- Born: Holly Maria Jones September 14, 1992 Toronto, Ontario, Canada
- Died: May 12, 2003 (aged 10) Toronto, Ontario, Canada
- Cause of death: Strangulation

= Murder of Holly Jones =

2003 murder of ten year old girl in Canada

Holly Maria Jones (September 14, 1992 – May 12, 2003) was a 10-year-old child abduction and murder victim from Toronto, Ontario, Canada. On May 12, 2003, while walking a friend home, she was kidnapped, sexually assaulted, and strangled by Michael Briere. After dismembering her body, Briere attempted to discard the remains by placing them in two bags and used weights to try to sink them in the Toronto Harbour. The bags were found the next morning.

Briere pleaded guilty to the crime, receiving an automatic life sentence and will not be eligible to apply for parole until 2028.

==Background==
Holly Maria Jones was born on September 14, 1992, to parents Maria Jones and George Stonehouse. She had three older siblings: Shauna, Natasha and James. Jones attended St. Luigi Catholic Elementary School in the Junction Triangle neighborhood at the time of the murder. She enjoyed music and aspired to become a singer, participated in basketball and cross-country running, and was described by those who knew her as imaginative and energetic.
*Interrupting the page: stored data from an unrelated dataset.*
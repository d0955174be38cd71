//! Record Store: the candidate, job and market data every agent reads from.
//!
//! Loaded once at startup from a directory of JSON files and never mutated
//! afterwards; shared read-only through `AppState`.

use std::collections::HashMap;
use std::path::{Path, PathBuf};

use serde_json::Value;
use thiserror::Error;
use tracing::{info, warn};

pub mod handlers;
pub mod models;

pub use models::{Collection, MarketData, MarketRole, Record};

const MARKET_FILE: &str = "market_intelligence.json";

#[derive(Debug, Error)]
pub enum StoreError {
    #[error("failed to read {path}: {source}")]
    Io {
        path: PathBuf,
        source: std::io::Error,
    },

    #[error("failed to parse {path}: {source}")]
    Parse {
        path: PathBuf,
        source: serde_json::Error,
    },

    #[error("{path} must contain {expected}")]
    Shape { path: PathBuf, expected: &'static str },
}

/// Read-only, in-memory view of the data directory.
#[derive(Debug, Default)]
pub struct RecordStore {
    collections: HashMap<Collection, Vec<Record>>,
    market: MarketData,
}

impl RecordStore {
    /// Loads every collection from `data_dir`. Missing files become empty
    /// collections; unreadable or malformed files are an error.
    pub async fn load(data_dir: &Path) -> Result<Self, StoreError> {
        let mut collections = HashMap::new();

        for collection in Collection::ALL {
            let path = data_dir.join(collection.file_name());
            let records = match read_json(&path).await? {
                Some(value) => into_records(value, &path)?,
                None => {
                    warn!("{} not found, {:?} collection is empty", path.display(), collection);
                    Vec::new()
                }
            };
            info!("Loaded {} {:?} records", records.len(), collection);
            collections.insert(collection, records);
        }

        let market_path = data_dir.join(MARKET_FILE);
        let market = match read_json(&market_path).await? {
            Some(value) => serde_json::from_value(value).map_err(|source| StoreError::Parse {
                path: market_path.clone(),
                source,
            })?,
            None => {
                warn!("{} not found, market data is empty", market_path.display());
                MarketData::default()
            }
        };
        info!("Loaded {} market role rows", market.roles.len());

        Ok(Self {
            collections,
            market,
        })
    }

    /// Builds a store directly from in-memory collections.
    pub fn from_parts(collections: HashMap<Collection, Vec<Record>>, market: MarketData) -> Self {
        Self {
            collections,
            market,
        }
    }

    pub fn records(&self, collection: Collection) -> &[Record] {
        self.collections
            .get(&collection)
            .map(Vec::as_slice)
            .unwrap_or_default()
    }

    /// First record in `collection` whose `field` equals `value` as a string.
    pub fn lookup(&self, collection: Collection, field: &str, value: &str) -> Option<&Record> {
        self.records(collection)
            .iter()
            .find(|record| record.get(field).and_then(Value::as_str) == Some(value))
    }

    /// Looks a record up by its collection's own identifier field.
    pub fn get(&self, collection: Collection, id: &str) -> Option<&Record> {
        self.lookup(collection, collection.id_field(), id)
    }

    pub fn job(&self, job_id: &str) -> Option<&Record> {
        self.get(Collection::Jobs, job_id)
    }

    /// Candidate ids, in resume file order.
    pub fn person_ids(&self) -> Vec<String> {
        ids(self.records(Collection::Resumes), "person_id")
    }

    /// Job ids, in job file order.
    pub fn job_ids(&self) -> Vec<String> {
        ids(self.records(Collection::Jobs), "job_id")
    }

    pub fn market(&self) -> &MarketData {
        &self.market
    }
}

fn ids(records: &[Record], field: &str) -> Vec<String> {
    records
        .iter()
        .filter_map(|r| r.get(field).and_then(Value::as_str).map(String::from))
        .collect()
}

async fn read_json(path: &Path) -> Result<Option<Value>, StoreError> {
    let text = match tokio::fs::read_to_string(path).await {
        Ok(text) => text,
        Err(e) if e.kind() == std::io::ErrorKind::NotFound => return Ok(None),
        Err(source) => {
            return Err(StoreError::Io {
                path: path.to_path_buf(),
                source,
            })
        }
    };
    serde_json::from_str(&text)
        .map(Some)
        .map_err(|source| StoreError::Parse {
            path: path.to_path_buf(),
            source,
        })
}

fn into_records(value: Value, path: &Path) -> Result<Vec<Record>, StoreError> {
    let shape_error = || StoreError::Shape {
        path: path.to_path_buf(),
        expected: "a JSON array of objects",
    };
    match value {
        Value::Array(items) => items
            .into_iter()
            .map(|item| match item {
                Value::Object(record) => Ok(record),
                _ => Err(shape_error()),
            })
            .collect(),
        _ => Err(shape_error()),
    }
}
== Disappearance, discovery and investigation ==
On May 12, 2003, Jones disappeared after walking to a friend home in Toronto's west-end neighbourhood; along her route was Briere's house. Hours after her disappearance, she was reported missing, prompting a large-scale police search and an Amber alert. During this search window, Maria Jones made a plea on television in the hopes her daughter was listening.

Jones' remains were discovered in two duffel bags on the shores of Toronto Island on May 13, 2003. The area surrounding Jones' neighbourhood would see multiple attempted child abductions in the weeks following the murder and heightened police presence in the area. During a wide-scale request for samples from all men in the area where Jones had gone missing, Briere was initially suspected by police for refusing to provide a DNA sample. Police put Briere under surveillance, and obtained a DNA sample by testing his saliva on a soda can he disposed of in a public trash can. Carpet fibres from the green carpet of his apartment were matched to fibres found on Jones' remains. He was arrested and charged with her murder on June 20, 2003.

== Arrest and conviction ==
Michael Briere, a 35-year-old software developer, was charged with the murder at his west-end residence, near Jones' home. On June 17, 2004, Briere pleaded guilty to first-degree murder in the death of Holly Jones. In court, he attributed his actions to viewing child pornography, going on to describe his crime as "cruel, inhuman, and nightmarish", stating he wished to spare his victim's family the pain of a trial. He received an automatic life sentence and will not be eligible to apply for parole until 2028.

== Aftermath ==
After Jones' remains were discovered but before Briere's arrest, NDP president Adam Giambrone helped draft a proposal for "Holly's Law", which he outlined an opinion piece for The Globe and Mail. The proposed law would have required that anyone convicted of child sexual assault undergo mandatory dangerous offender hearings to determine whether they are at risk of reoffending, as well as providing additional rehabilitation programs. Though the proposal was reportedly backed by more than 200,000 petition signatures, it was never adopted.

In the years following Jones' death, several memorial events have been held in Toronto. These include annual community walks, golf tournaments, and toy drives.